* Task statement *
Starting at the first line of the records below, transcribe each line exactly, ending with the line that contains "use herbsafe_catalog::ProductCatalog;".

Stored items
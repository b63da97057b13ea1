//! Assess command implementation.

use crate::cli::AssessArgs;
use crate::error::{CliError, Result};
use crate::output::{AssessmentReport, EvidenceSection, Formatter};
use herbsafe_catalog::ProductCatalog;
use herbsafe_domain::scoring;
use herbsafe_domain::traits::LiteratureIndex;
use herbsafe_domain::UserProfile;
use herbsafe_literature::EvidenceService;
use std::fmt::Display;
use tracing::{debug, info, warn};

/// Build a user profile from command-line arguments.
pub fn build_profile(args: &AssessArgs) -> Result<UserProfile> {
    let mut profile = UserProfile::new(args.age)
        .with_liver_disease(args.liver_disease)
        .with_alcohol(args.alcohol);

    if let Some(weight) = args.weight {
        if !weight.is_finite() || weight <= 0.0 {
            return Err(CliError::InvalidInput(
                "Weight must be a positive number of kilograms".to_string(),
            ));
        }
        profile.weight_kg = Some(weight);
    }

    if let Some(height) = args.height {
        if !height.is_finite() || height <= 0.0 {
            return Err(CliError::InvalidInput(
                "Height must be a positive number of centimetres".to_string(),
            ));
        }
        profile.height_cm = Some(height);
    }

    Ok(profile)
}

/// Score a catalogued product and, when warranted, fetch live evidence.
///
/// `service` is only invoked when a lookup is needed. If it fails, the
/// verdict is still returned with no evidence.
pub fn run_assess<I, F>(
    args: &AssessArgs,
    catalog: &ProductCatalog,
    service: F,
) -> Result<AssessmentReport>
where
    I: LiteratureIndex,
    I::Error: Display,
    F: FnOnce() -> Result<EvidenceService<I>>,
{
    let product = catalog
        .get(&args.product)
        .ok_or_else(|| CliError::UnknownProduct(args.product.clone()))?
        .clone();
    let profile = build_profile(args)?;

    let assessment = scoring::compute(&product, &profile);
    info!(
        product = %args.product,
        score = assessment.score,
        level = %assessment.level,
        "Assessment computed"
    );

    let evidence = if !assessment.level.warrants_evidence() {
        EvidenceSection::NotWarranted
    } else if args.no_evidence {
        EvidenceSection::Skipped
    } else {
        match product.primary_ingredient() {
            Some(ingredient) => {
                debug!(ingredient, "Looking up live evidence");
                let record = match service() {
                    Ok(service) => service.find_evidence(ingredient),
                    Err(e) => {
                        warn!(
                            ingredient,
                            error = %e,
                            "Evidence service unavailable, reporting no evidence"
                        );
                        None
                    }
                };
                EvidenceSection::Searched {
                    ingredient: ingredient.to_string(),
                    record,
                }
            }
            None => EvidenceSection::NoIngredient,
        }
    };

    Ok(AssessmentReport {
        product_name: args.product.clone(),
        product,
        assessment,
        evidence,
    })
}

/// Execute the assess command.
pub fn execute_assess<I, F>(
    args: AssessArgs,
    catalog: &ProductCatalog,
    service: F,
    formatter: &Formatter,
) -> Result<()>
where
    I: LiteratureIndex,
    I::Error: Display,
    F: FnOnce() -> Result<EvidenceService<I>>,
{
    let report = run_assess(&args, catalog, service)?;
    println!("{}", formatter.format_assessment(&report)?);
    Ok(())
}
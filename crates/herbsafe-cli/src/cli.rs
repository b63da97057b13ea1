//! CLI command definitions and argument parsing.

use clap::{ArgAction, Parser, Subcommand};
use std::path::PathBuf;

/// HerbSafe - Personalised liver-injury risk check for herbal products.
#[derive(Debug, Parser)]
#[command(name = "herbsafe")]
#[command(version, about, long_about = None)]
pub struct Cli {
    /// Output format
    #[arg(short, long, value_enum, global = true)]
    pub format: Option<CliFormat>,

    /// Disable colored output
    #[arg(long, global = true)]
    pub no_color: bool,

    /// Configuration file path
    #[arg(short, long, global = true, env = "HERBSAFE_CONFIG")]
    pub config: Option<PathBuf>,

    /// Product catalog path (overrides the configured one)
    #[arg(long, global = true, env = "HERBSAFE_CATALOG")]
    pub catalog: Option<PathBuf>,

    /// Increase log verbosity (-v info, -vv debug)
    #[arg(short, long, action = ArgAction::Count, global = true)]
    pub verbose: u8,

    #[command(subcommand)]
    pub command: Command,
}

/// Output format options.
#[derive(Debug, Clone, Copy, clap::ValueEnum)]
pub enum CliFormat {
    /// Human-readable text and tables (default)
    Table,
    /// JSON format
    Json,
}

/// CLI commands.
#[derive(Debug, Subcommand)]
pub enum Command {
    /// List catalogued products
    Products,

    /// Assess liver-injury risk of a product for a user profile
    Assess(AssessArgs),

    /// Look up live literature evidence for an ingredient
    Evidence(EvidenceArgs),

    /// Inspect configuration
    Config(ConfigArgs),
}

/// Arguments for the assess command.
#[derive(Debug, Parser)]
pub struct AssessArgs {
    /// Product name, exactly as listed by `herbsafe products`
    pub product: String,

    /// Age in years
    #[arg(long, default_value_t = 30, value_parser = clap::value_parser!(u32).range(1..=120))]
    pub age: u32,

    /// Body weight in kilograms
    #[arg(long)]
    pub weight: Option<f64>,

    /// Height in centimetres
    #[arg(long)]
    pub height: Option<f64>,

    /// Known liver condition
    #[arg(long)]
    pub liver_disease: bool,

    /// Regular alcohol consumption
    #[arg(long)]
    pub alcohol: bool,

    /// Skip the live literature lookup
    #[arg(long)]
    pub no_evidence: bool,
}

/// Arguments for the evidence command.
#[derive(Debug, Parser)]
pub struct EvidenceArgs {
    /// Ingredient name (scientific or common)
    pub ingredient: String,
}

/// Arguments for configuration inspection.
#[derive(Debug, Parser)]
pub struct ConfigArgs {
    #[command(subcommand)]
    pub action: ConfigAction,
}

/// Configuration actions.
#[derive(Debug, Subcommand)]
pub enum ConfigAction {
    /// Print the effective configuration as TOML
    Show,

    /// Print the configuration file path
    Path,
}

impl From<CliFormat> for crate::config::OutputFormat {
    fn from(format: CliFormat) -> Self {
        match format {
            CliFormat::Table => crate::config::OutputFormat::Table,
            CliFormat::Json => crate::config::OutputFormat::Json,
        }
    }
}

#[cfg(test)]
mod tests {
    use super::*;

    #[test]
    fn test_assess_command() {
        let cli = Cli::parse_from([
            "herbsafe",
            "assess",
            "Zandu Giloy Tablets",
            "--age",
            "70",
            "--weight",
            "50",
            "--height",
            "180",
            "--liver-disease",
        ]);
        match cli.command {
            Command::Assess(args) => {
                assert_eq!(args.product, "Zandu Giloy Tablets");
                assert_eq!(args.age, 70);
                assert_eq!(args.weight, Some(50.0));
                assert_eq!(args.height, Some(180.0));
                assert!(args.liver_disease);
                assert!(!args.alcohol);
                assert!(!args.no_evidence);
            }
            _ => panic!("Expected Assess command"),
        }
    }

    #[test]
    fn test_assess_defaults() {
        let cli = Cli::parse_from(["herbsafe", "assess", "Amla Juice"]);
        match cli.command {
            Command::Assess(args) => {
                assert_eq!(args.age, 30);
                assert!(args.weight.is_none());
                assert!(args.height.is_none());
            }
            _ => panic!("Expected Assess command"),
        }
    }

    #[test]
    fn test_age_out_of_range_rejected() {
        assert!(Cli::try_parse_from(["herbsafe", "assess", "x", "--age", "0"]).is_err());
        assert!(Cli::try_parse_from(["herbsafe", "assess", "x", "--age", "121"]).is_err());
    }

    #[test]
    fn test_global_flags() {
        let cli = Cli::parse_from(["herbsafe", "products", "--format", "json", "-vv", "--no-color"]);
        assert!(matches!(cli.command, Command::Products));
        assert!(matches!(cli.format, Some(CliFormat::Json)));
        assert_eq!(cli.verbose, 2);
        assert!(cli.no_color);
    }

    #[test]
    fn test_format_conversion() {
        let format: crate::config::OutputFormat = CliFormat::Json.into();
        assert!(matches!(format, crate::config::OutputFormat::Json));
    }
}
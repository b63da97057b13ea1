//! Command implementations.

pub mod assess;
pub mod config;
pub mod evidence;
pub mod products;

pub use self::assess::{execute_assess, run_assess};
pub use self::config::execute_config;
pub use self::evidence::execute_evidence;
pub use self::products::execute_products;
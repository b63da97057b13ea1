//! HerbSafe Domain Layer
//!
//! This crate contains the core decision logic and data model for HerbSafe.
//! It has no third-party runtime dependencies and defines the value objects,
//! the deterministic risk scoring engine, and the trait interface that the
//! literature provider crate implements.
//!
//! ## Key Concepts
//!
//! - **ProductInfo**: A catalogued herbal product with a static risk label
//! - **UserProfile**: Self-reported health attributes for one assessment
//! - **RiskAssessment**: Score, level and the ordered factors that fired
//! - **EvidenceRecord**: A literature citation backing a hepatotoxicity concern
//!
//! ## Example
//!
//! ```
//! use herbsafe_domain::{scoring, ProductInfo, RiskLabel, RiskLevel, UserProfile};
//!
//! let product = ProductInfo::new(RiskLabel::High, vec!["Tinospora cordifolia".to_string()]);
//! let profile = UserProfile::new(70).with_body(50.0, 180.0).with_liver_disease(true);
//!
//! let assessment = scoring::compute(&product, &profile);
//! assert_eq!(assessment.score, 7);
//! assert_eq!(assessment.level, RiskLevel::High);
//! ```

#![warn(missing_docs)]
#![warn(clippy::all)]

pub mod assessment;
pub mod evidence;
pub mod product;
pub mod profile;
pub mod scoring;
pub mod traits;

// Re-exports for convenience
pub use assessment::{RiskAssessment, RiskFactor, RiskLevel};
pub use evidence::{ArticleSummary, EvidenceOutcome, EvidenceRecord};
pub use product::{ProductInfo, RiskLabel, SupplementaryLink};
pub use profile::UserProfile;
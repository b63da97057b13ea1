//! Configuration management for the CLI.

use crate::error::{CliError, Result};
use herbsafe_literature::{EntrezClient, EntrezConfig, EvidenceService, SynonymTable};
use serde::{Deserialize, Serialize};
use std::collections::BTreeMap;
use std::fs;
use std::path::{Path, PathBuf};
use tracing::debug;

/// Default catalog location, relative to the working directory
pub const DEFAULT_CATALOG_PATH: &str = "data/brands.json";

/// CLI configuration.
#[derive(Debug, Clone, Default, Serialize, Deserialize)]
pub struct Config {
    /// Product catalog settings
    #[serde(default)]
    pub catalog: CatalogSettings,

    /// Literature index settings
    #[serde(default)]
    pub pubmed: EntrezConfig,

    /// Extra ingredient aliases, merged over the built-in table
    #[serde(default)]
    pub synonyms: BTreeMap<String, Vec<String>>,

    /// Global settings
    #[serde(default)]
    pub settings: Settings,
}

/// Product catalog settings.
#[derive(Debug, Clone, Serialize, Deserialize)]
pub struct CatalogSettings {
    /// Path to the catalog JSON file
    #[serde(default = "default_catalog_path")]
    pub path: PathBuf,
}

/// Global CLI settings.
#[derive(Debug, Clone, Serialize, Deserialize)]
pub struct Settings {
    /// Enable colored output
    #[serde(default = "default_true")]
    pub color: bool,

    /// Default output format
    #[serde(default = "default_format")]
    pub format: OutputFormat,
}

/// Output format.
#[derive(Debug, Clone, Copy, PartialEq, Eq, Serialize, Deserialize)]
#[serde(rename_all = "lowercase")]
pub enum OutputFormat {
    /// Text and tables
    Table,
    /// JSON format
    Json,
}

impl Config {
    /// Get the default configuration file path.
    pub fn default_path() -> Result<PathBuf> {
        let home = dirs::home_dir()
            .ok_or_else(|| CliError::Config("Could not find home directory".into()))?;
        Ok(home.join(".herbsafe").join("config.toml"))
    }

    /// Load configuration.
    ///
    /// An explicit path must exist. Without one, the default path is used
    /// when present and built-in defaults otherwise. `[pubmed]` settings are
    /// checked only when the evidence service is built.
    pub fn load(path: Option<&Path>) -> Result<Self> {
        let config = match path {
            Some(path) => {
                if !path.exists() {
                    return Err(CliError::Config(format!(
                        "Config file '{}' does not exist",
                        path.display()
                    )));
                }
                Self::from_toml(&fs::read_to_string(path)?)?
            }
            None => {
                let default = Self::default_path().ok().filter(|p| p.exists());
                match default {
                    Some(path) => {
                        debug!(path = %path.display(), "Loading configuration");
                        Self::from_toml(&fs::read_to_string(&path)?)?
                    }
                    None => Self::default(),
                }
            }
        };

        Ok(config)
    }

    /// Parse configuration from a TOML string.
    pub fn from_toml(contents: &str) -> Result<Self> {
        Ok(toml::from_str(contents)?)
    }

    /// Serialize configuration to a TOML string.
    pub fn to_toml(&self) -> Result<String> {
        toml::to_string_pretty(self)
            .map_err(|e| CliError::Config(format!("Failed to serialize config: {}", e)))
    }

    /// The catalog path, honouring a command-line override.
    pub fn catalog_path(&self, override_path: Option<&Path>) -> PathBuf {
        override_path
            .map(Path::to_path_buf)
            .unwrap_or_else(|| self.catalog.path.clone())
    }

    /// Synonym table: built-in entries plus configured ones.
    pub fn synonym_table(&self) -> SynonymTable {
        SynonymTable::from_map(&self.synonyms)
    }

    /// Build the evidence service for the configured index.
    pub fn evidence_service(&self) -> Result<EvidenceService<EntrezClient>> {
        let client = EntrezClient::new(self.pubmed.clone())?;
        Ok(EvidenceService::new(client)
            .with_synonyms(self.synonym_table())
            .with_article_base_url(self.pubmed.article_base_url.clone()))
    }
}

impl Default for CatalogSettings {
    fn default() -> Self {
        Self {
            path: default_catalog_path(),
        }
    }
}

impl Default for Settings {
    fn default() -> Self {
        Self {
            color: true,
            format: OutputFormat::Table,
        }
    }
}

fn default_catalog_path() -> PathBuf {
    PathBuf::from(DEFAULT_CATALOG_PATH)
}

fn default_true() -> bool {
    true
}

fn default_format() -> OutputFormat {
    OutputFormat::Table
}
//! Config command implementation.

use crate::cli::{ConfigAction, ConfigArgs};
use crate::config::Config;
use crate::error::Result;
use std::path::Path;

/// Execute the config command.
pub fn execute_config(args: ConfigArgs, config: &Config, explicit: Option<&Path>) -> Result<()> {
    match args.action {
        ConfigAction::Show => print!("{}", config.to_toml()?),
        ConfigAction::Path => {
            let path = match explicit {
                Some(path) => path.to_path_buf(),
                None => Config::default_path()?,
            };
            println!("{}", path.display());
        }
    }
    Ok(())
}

* Solution *
repository b63da97057b13ea1
//! Assess command implementation.

use crate::cli::AssessArgs;
use crate::error::{CliError, Result};
use crate::output::{AssessmentReport, EvidenceSection, Formatter};
use herbsafe_catalog::ProductCatalog;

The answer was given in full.